When people speak of red wine blends, Bordeaux invariably is in the conversation. Here is a quick primer on the region and its blends.
The Bordeaux wine region is located in southwestern France, centered around the port city of Bordeaux. North of the city, the Dordogne and Garonne rivers join to create the Gironde estuary. With a vineyard area of around 300,000 acres, Bordeaux is the largest wine region in France.
Bordeaux Rouge is almost always a blend of grape varieties, with strict rules covering the grapes. Permitted varieties include:
• Merlot is the most-planted grape in Bordeaux. Merlot delivers generous cherry and plum flavors and soft, polished tannins.

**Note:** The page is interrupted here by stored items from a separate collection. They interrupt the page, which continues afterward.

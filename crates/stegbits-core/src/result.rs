use std::path::PathBuf;

use crate::StegError;

pub type Result<T, E = StegError> = std::result::Result<T, E>;

/// Outcome of a [`commands`](crate::commands) call, never an error.
#[derive(Debug, Clone, Eq, PartialEq)]
pub struct OperationResult {
    pub status: bool,
    pub message: String,
    pub output_file_path: Option<PathBuf>,
}

impl OperationResult {
    pub fn success(message: impl Into<String>, output_file_path: Option<PathBuf>) -> Self {
        Self {
            status: true,
            message: message.into(),
            output_file_path,
        }
    }

    pub fn failure(message: impl Into<String>) -> Self {
        Self {
            status: false,
            message: message.into(),
            output_file_path: None,
        }
    }
}

impl From<StegError> for OperationResult {
    fn from(e: StegError) -> Self {
        log::error!("{e}");
        Self::failure(e.to_string())
    }
}
use std::path::PathBuf;

use clap::Args;
use stegbits_core::{CodecOptions, OperationResult};

/// Unveils a hidden message, the bit depth has to match the one used for hiding
#[derive(Args, Debug)]
pub struct UnveilArgs {
    /// Stego media that contains the secret data
    #[arg(
        short = 'i',
        long = "in",
        value_name = "media source file",
        required = true
    )]
    pub media: PathBuf,

    /// Write the message as decoded_message.txt into that folder instead of printing it
    #[arg(short = 'o', long = "out", value_name = "output folder")]
    pub output_folder: Option<PathBuf>,
}

impl UnveilArgs {
    pub fn run(self, depth: u8, options: CodecOptions) -> OperationResult {
        stegbits_core::commands::unveil(&self.media, depth, self.output_folder.as_deref(), options)
    }
}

• Cabernet sauvignon is the second-most planted grape. It delivers black cherry and blackcurrant flavors and high tannins.
• Cabernet Franc is the rarest primary variety. Its profile falls between merlot and cabernet sauvignon, which is understandable since it is the parent grape for both of those grapes.

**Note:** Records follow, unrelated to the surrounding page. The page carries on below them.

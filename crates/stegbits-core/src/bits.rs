//! Bit level building blocks shared by all codecs.
//!
//! A payload is seen as one MSB-first bitstream that is cut into groups of
//! `depth` bits. Every carrier byte receives exactly one group in its low
//! bits. Decoding walks the carriers in the same order and glues the groups
//! back together.

use std::fmt;
use std::io::{Cursor, Read};

use bitstream_io::{BigEndian, BitRead, BitReader};

use crate::error::StegError;

/// Number of low order bits of each carrier byte that hold payload, `1..=8`.
#[derive(Debug, Clone, Copy, Eq, PartialEq, Ord, PartialOrd, Hash)]
pub struct BitDepth(u8);

impl BitDepth {
    pub const MIN: BitDepth = BitDepth(1);
    pub const MAX: BitDepth = BitDepth(8);

    pub fn new(depth: u8) -> Result<Self, StegError> {
        if (Self::MIN.0..=Self::MAX.0).contains(&depth) {
            Ok(Self(depth))
        } else {
            Err(StegError::InvalidBitDepth(depth))
        }
    }

    pub fn get(self) -> u8 {
        self.0
    }

    /// `(1 << depth) - 1`
    pub fn mask(self) -> u8 {
        ((1u16 << self.0) - 1) as u8
    }

    /// all depths in ascending order
    pub fn all() -> impl Iterator<Item = BitDepth> {
        (Self::MIN.0..=Self::MAX.0).map(BitDepth)
    }
}

impl Default for BitDepth {
    fn default() -> Self {
        Self::MIN
    }
}

impl TryFrom<u8> for BitDepth {
    type Error = StegError;

    fn try_from(value: u8) -> Result<Self, Self::Error> {
        Self::new(value)
    }
}

impl fmt::Display for BitDepth {
    fn fmt(&self, f: &mut fmt::Formatter<'_>) -> fmt::Result {
        write!(f, "{}", self.0)
    }
}

/// zeroes the low `depth` bits, at depth 8 nothing of the byte survives
#[inline(always)]
pub fn mask_clear(byte: u8, depth: BitDepth) -> u8 {
    byte & !depth.mask()
}

/// keeps only the low `depth` bits
#[inline(always)]
pub fn mask_extract(byte: u8, depth: BitDepth) -> u8 {
    byte & depth.mask()
}

/// zero padded binary representation of the low `depth` bits of `value`
pub fn format_bits(value: u8, depth: BitDepth) -> String {
    format!(
        "{:0width$b}",
        mask_extract(value, depth),
        width = depth.get() as usize
    )
}

/// every byte as 8 binary digits, most significant bit first
pub fn to_bit_string(bytes: &[u8]) -> String {
    bytes.iter().map(|b| format!("{b:08b}")).collect()
}

/// head of a bitstream for trace output: up to 6 bytes as bits and the first
/// group at `depth`
fn describe_stream(bytes: &[u8], depth: BitDepth) -> String {
    let head = to_bit_string(&bytes[..bytes.len().min(6)]);
    match bytes.first() {
        Some(first) => format!(
            "{head}, first group {}",
            format_bits(first >> (8 - depth.get()), depth)
        ),
        None => "an empty stream".to_string(),
    }
}

/// Cuts a byte slice into `depth` wide bit groups, MSB first.
///
/// The final group is right padded with zero bits when the number of bits is
/// not a multiple of `depth`.
pub struct BitChunks<'a> {
    reader: BitReader<Cursor<&'a [u8]>, BigEndian>,
    remaining_bits: u64,
    depth: BitDepth,
}

impl<'a> BitChunks<'a> {
    pub fn new(bytes: &'a [u8], depth: BitDepth) -> Self {
        if log::log_enabled!(log::Level::Trace) {
            log::trace!("hiding {}", describe_stream(bytes, depth));
        }
        Self {
            reader: BitReader::endian(Cursor::new(bytes), BigEndian),
            remaining_bits: bytes.len() as u64 * 8,
            depth,
        }
    }
}

impl Iterator for BitChunks<'_> {
    type Item = u8;

    fn next(&mut self) -> Option<Self::Item> {
        if self.remaining_bits == 0 {
            return None;
        }
        let depth = self.depth.get() as u32;
        let take = self.remaining_bits.min(depth as u64) as u32;
        let bits: u8 = self.reader.read(take).ok()?;
        self.remaining_bits -= take as u64;

        Some(bits << (depth - take))
    }

    fn size_hint(&self) -> (usize, Option<usize>) {
        let depth = self.depth.get() as u64;
        let len = self.remaining_bits.div_ceil(depth) as usize;
        (len, Some(len))
    }
}

impl ExactSizeIterator for BitChunks<'_> {}

/// Hides bit groups in the carriers, one group per carrier, until either side
/// runs dry. Returns the number of groups written.
pub fn embed<'c, C, B>(carriers: C, chunks: &mut B, depth: BitDepth) -> usize
where
    C: IntoIterator<Item = &'c mut u8>,
    B: Iterator<Item = u8>,
{
    let mut written = 0;
    for (carrier, bits) in carriers.into_iter().zip(chunks) {
        *carrier = mask_clear(*carrier, depth) | bits;
        written += 1;
    }

    written
}

/// Reassembles bytes out of the low bits of a stream of carrier bytes.
///
/// Reading ends when the carriers are exhausted, a trailing incomplete byte is
/// dropped.
pub struct LsbReader<I> {
    carriers: I,
    depth: BitDepth,
    acc: u16,
    acc_bits: u8,
}

impl<I> LsbReader<I>
where
    I: Iterator<Item = u8>,
{
    pub fn new(carriers: I, depth: BitDepth) -> Self {
        Self {
            carriers,
            depth,
            acc: 0,
            acc_bits: 0,
        }
    }

    fn next_byte(&mut self) -> Option<u8> {
        while self.acc_bits < 8 {
            let carrier = self.carriers.next()?;
            self.acc = (self.acc << self.depth.get()) | mask_extract(carrier, self.depth) as u16;
            self.acc_bits += self.depth.get();
        }
        self.acc_bits -= 8;
        let byte = (self.acc >> self.acc_bits) as u8;
        self.acc &= (1u16 << self.acc_bits) - 1;

        Some(byte)
    }
}

impl<I> Read for LsbReader<I>
where
    I: Iterator<Item = u8>,
{
    fn read(&mut self, buf: &mut [u8]) -> std::io::Result<usize> {
        let mut n = 0;
        for slot in buf.iter_mut() {
            match self.next_byte() {
                Some(b) => {
                    *slot = b;
                    n += 1;
                }
                None => break,
            }
        }

        Ok(n)
    }
}

/// Order in which the three color channels of a pixel are visited.
#[derive(Debug, Clone, Copy, Eq, PartialEq)]
pub enum ChannelOrder {
    Rgb,
    Bgr,
}

impl ChannelOrder {
    #[inline(always)]
    fn arrange<T>(self, r: T, g: T, b: T) -> [T; 3] {
        match self {
            ChannelOrder::Rgb => [r, g, b],
            ChannelOrder::Bgr => [b, g, r],
        }
    }
}

/// mutable color channels of an interleaved pixel buffer, alpha (if any) is skipped
pub fn channels_mut(
    pixels: &mut [u8],
    stride: usize,
    order: ChannelOrder,
) -> impl Iterator<Item = &mut u8> {
    pixels
        .chunks_exact_mut(stride)
        .filter_map(move |px| match px {
            [r, g, b, ..] => Some(order.arrange(r, g, b)),
            _ => None,
        })
        .flatten()
}

/// readonly color channels of an interleaved pixel buffer, alpha (if any) is skipped
pub fn channels(pixels: &[u8], stride: usize, order: ChannelOrder) -> impl Iterator<Item = u8> + '_ {
    pixels
        .chunks_exact(stride)
        .filter_map(move |px| match px {
            [r, g, b, ..] => Some(order.arrange(*r, *g, *b)),
            _ => None,
        })
        .flatten()
}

• Malbec is a blending grape. It brings blueberry and chocolate flavors to the party.
• Carménère, now rare in Bordeaux, contributes red fruit and tobacco-like notes.

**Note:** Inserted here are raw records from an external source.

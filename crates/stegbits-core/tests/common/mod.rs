#![allow(dead_code)]

use std::path::{Path, PathBuf};

use hound::{SampleFormat, WavSpec, WavWriter};
use image::codecs::gif::{GifEncoder, Repeat};
use image::{Delay, Frame, ImageBuffer, Rgb, Rgba, RgbaImage};
use stegbits_core::BitDepth;

pub fn depth(d: u8) -> BitDepth {
    BitDepth::new(d).unwrap()
}

/// an RGB image with a bit of structure in every channel
pub fn rgb_cover(dir: &Path, name: &str, w: u32, h: u32) -> PathBuf {
    let path = dir.join(name);
    ImageBuffer::from_fn(w, h, |x, y| {
        Rgb([(x * 3 + y) as u8, (y * 5 + 7) as u8, (x ^ y) as u8])
    })
    .save(&path)
    .unwrap();
    path
}

pub fn rgba_cover(dir: &Path, name: &str, w: u32, h: u32) -> PathBuf {
    let path = dir.join(name);
    ImageBuffer::from_fn(w, h, |x, y| Rgba([x as u8, y as u8, 90, (x + y) as u8]))
        .save(&path)
        .unwrap();
    path
}

/// an animated GIF using a handful of colors per frame
pub fn gif_cover(dir: &Path, frames: usize, w: u32, h: u32) -> PathBuf {
    let path = dir.join("cover.gif");
    let colors = [[30, 60, 90, 255], [200, 180, 20, 255], [5, 250, 128, 255]];
    let frames = (0..frames).map(|n| {
        let img = RgbaImage::from_fn(w, h, |x, y| {
            Rgba(colors[(x as usize / 3 + y as usize / 5 + n) % colors.len()])
        });
        Frame::from_parts(img, 0, 0, Delay::from_numer_denom_ms(80, 1))
    });

    let mut encoder = GifEncoder::new(std::fs::File::create(&path).unwrap());
    encoder.set_repeat(Repeat::Infinite).unwrap();
    encoder.encode_frames(frames).unwrap();
    path
}

pub fn wav_spec(channels: u16, bits: u16) -> WavSpec {
    WavSpec {
        channels,
        sample_rate: 44_100,
        bits_per_sample: bits,
        sample_format: SampleFormat::Int,
    }
}

/// a sine wave as 8 or 16 bit integer samples
pub fn wav_cover(dir: &Path, spec: WavSpec, frames: usize) -> PathBuf {
    let path = dir.join("cover.wav");
    let mut writer = WavWriter::create(&path, spec).unwrap();
    for i in 0..frames * spec.channels as usize {
        let s = (i as f32 * 0.05).sin();
        match spec.bits_per_sample {
            8 => writer.write_sample((s * i8::MAX as f32) as i8).unwrap(),
            16 => writer.write_sample((s * i16::MAX as f32) as i16).unwrap(),
            bits => panic!("no fixture for {bits} bit samples"),
        }
    }
    writer.finalize().unwrap();
    path
}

• Petit verdot brings intense aromas of blueberry and violets and very deep color. Because of its intensity, it cannot be more than 10% of a blend.
• Responding to climate change, Bordeaux recently added four hot-weather varieties to the permitted-grape list: touriga nacional, castet, marselan, and arinarnoa. As with petit verdot, these grapes cannot be more than 10% of a Bordeaux blend.
There are three primary styles of Bordeaux wine.
• Merlot is the lead grape for vineyards on the “right bank” of the Gironde. These are the most popular and most available. Expect a fruity style with smooth tannins. Aromas and flavors include black raspberry, blackcurrant, chocolate, tobacco, plum, lavender, and wet rock. It is common for cabernet franc to join merlot and cabernet sauvignon in a “right bank Bordeaux.”
• Cabernet sauvignon is the lead grape for vineyards on the “left bank” of the Gironde. These are the most sought-after and expensive Bordeaux blends. Black cherry, blueberry, violet, tobacco, and crushed rock are primary characteristics. Left-bank Bordeauxs are tannic and usually require several years of cellaring.
• While not as common, cabernet franc-led blends are on the increase. These blends present the rich, savory notes of cabernet sauvignon and the texture and smooth tannins of merlot.
Last round: What rock group has four famous men that don’t sing? Mount Rushmore. Wine time.